About this exercise:
Among the lines below, keep only those from the one containing "let initial = TipView::new(&engine, TipPercent::default());" through the one containing "pub fn snapshot(&self)", and reproduce them exactly.

Recorded data:
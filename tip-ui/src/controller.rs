//! Input handling for the tip screen.
//!
//! [`InteractionController`] owns the screen state and publishes a fresh
//! [`TipView`] through a `tokio::sync::watch` channel after every change.
//! Renderers call [`InteractionController::subscribe`] and redraw on each
//! notification; input events come back through the `set_*` methods and
//! [`InteractionController::activate`].
//!
//! The calculate button has a two-state cycle. Activation enters the pressed
//! state synchronously, clears keyboard focus, and spawns a task that returns
//! to idle after [`PRESS_RESET_DELAY`]. Reset tasks are independent: pressing
//! again while pressed schedules another reset without cancelling the first,
//! so the earlier one can end the pressed state before the later delay has
//! elapsed.

use std::sync::Arc;
use std::time::Duration;

use tip_core::{CurrencyFormat, CurrencyFormatter, TipEngine, TipPercent};
use tokio::sync::watch;
use tokio::task::JoinHandle;
use tracing::{debug, trace};

use crate::state::TipView;

/// How long the button stays pressed after activation.
pub const PRESS_RESET_DELAY: Duration = Duration::from_millis(150);

/// Receives the request to drop keyboard focus when the button is activated.
pub trait FocusManager: Send + Sync {
    fn clear_focus(&self);
}

/// Focus manager for front-ends without a focus concept; only logs.
#[derive(Debug, Default, Clone, Copy)]
pub struct LogFocus;

impl FocusManager for LogFocus {
    fn clear_focus(&self) {
        debug!("keyboard focus cleared");
    }
}

pub struct InteractionController<F = CurrencyFormat> {
    engine: TipEngine<F>,
    focus: Arc<dyn FocusManager>,
    view: Arc<watch::Sender<TipView>>,
    reset_delay: Duration,
}

impl<F: CurrencyFormatter> InteractionController<F> {
    /// Creates a controller with an empty bill and the default tip percent.
    pub fn new(
        engine: TipEngine<F>,
        focus: Arc<dyn FocusManager>,
    ) -> Self {
        let initial = TipView::new(&engine, TipPercent::default());
        let (view, _) = watch::channel(initial);
        Self {
            engine,
            focus,
            view: Arc::new(view),
            reset_delay: PRESS_RESET_DELAY,
        }
    }

    /// Overrides how long the button stays pressed.
    pub fn with_reset_delay(
        mut self,
        delay: Duration,
    ) -> Self {
        self.reset_delay = delay;
        self
    }

    pub fn reset_delay(&self) -> Duration {
        self.reset_delay
    }

    /// Returns a copy of the current view.
    pub fn snapshot(&self) -> TipView {
        self.view.borrow().clone()
    }

    /// Returns a receiver that is notified after every state change.
    pub fn subscribe(&self) -> watch::Receiver<TipView> {
        self.view.subscribe()
    }

    /// Text field changed. The text is stored verbatim.
    pub fn set_bill_input(
        &self,
        text: impl Into<String>,
    ) {
        let text = text.into();
        trace!(input = %text, "bill input changed");
        self.update(|view| view.bill_input = text);
    }

    /// Slider moved. The position is clamped to `[0, 30]` and snapped to a stop.
    pub fn set_tip_percent(
        &self,
        position: f32,
    ) {
        let percent = TipPercent::from_slider(position);
        trace!(position, percent = %percent, "tip percent changed");
        self.update(|view| view.tip_percent = percent);
    }

    /// Round-up switch toggled.
    pub fn set_round_up(
        &self,
        round_up: bool,
    ) {
        trace!(round_up, "round up changed");
        self.update(|view| view.round_up = round_up);
    }

    /// Calculate button activated.
    ///
    /// Enters the pressed state, clears focus, and schedules the return to
    /// idle. Must be called from within a tokio runtime. The returned handle
    /// completes once this activation's reset has been applied; dropping it
    /// does not cancel the reset.
    pub fn activate(&self) -> JoinHandle<()> {
        self.view.send_modify(|view| view.pressed = true);
        self.focus.clear_focus();

        let view = Arc::clone(&self.view);
        let delay = self.reset_delay;
        debug!(delay_ms = delay.as_millis() as u64, "button pressed");
        tokio::spawn(async move {
            tokio::time::sleep(delay).await;
            view.send_modify(|view| view.pressed = false);
            trace!("button released");
        })
    }

    fn update(
        &self,
        change: impl FnOnce(&mut TipView),
    ) {
        let engine = &self.engine;
        self.view.send_modify(|view| {
            change(view);
            view.recompute(engine);
        });
    }
}

#[cfg(test)]
mod tests {
    use std::sync::atomic::{AtomicUsize, Ordering};

    use pretty_assertions::assert_eq;
    use rust_decimal_macros::dec;
    use tokio::time::Instant;

    use super::*;

    #[derive(Default)]
    struct CountingFocus(AtomicUsize);

    impl CountingFocus {
        fn count(&self) -> usize {
            self.0.load(Ordering::SeqCst)
        }
    }

    impl FocusManager for CountingFocus {
        fn clear_focus(&self) {
            self.0.fetch_add(1, Ordering::SeqCst);
        }
    }

    fn controller() -> (InteractionController, Arc<CountingFocus>) {
        let focus = Arc::new(CountingFocus::default());
        let controller = InteractionController::new(TipEngine::default(), focus.clone());
        (controller, focus)
    }

    // =========================================================================
    // input handling
    // =========================================================================

    #[test]
    fn starts_idle_with_defaults() {
        let (controller, _) = controller();
        let view = controller.snapshot();

        assert_eq!(view.bill_input, "");
        assert_eq!(view.tip_percent.value(), dec!(15));
        assert!(!view.round_up);
        assert!(!view.pressed);
        assert_eq!(view.tip, "$0.00");
    }

    #[test]
    fn every_input_recomputes_the_tip() {
        let (controller, _) = controller();

        controller.set_bill_input("50.00");
        assert_eq!(controller.snapshot().tip, "$7.50");

        controller.set_round_up(true);
        assert_eq!(controller.snapshot().tip, "$8.00");

        controller.set_tip_percent(20.0);
        assert_eq!(controller.snapshot().tip, "$10.00");

        controller.set_bill_input("");
        assert_eq!(controller.snapshot().tip, "$0.00");
    }

    #[test]
    fn non_numeric_bill_matches_zero_bill() {
        let (controller, _) = controller();
        controller.set_bill_input("0");
        let zero = controller.snapshot().tip;

        controller.set_bill_input("twelve");
        let view = controller.snapshot();

        assert_eq!(view.tip, zero);
        assert_eq!(view.bill_input, "twelve");
    }

    #[test]
    fn slider_is_kept_in_range() {
        let (controller, _) = controller();

        controller.set_tip_percent(99.0);
        assert_eq!(controller.snapshot().tip_percent.value(), dec!(30));

        controller.set_tip_percent(-3.0);
        assert_eq!(controller.snapshot().tip_percent.value(), dec!(0));
    }

    #[tokio::test]
    async fn subscribers_see_each_change() {
        let (controller, _) = controller();
        let mut views = controller.subscribe();

        controller.set_bill_input("33.33");
        controller.set_tip_percent(20.0);
        views.changed().await.unwrap();

        let view = views.borrow_and_update().clone();
        assert_eq!(view.bill_input, "33.33");
        assert_eq!(view.tip, "$6.67");
        assert!(!views.has_changed().unwrap());
    }

    // =========================================================================
    // pressed state
    // =========================================================================

    #[tokio::test(start_paused = true)]
    async fn activation_presses_then_releases_after_delay() {
        let (controller, focus) = controller();
        let start = Instant::now();

        let reset = controller.activate();

        assert!(controller.snapshot().pressed);
        assert_eq!(focus.count(), 1);

        tokio::time::sleep(Duration::from_millis(149)).await;
        assert!(controller.snapshot().pressed);

        reset.await.unwrap();
        assert!(!controller.snapshot().pressed);
        assert!(start.elapsed() >= PRESS_RESET_DELAY);
        assert_eq!(focus.count(), 1);
    }

    #[tokio::test(start_paused = true)]
    async fn repeated_activation_does_not_cancel_earlier_reset() {
        let (controller, focus) = controller();

        let first = controller.activate();
        tokio::time::sleep(Duration::from_millis(100)).await;
        let second = controller.activate();
        assert_eq!(focus.count(), 2);
        assert!(controller.snapshot().pressed);

        // The first reset fires at 150 ms even though the second press was at 100 ms.
        first.await.unwrap();
        assert!(!controller.snapshot().pressed);
        assert!(!second.is_finished());

        second.await.unwrap();
        assert!(!controller.snapshot().pressed);
    }

    #[tokio::test(start_paused = true)]
    async fn pressing_does_not_change_the_tip() {
        let (controller, _) = controller();
        controller.set_bill_input("50");
        let before = controller.snapshot().tip;

        let reset = controller.activate();
        assert_eq!(controller.snapshot().tip, before);
        reset.await.unwrap();
        assert_eq!(controller.snapshot().tip, before);
    }

    #[tokio::test(start_paused = true)]
    async fn reset_delay_is_configurable() {
        let (controller, _) = controller();
        assert_eq!(controller.reset_delay(), PRESS_RESET_DELAY);

        let controller = controller.with_reset_delay(Duration::from_millis(40));
        assert_eq!(controller.reset_delay(), Duration::from_millis(40));
        let start = Instant::now();

        controller.activate().await.unwrap();

        assert!(!controller.snapshot().pressed);
        assert!(start.elapsed() >= Duration::from_millis(40));
        assert!(start.elapsed() < PRESS_RESET_DELAY);
    }
}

Task output:
        let initial = TipView::new(&engine, TipPercent::default());
        let (view, _) = watch::channel(initial);
        Self {
            engine,
            focus,
            view: Arc::new(view),
            reset_delay: PRESS_RESET_DELAY,
        }
    }

    /// Overrides how long the button stays pressed.
    pub fn with_reset_delay(
        mut self,
        delay: Duration,
    ) -> Self {
        self.reset_delay = delay;
        self
    }

    pub fn reset_delay(&self) -> Duration {
        self.reset_delay
    }

    /// Returns a copy of the current view.
    pub fn snapshot(&self) -> TipView {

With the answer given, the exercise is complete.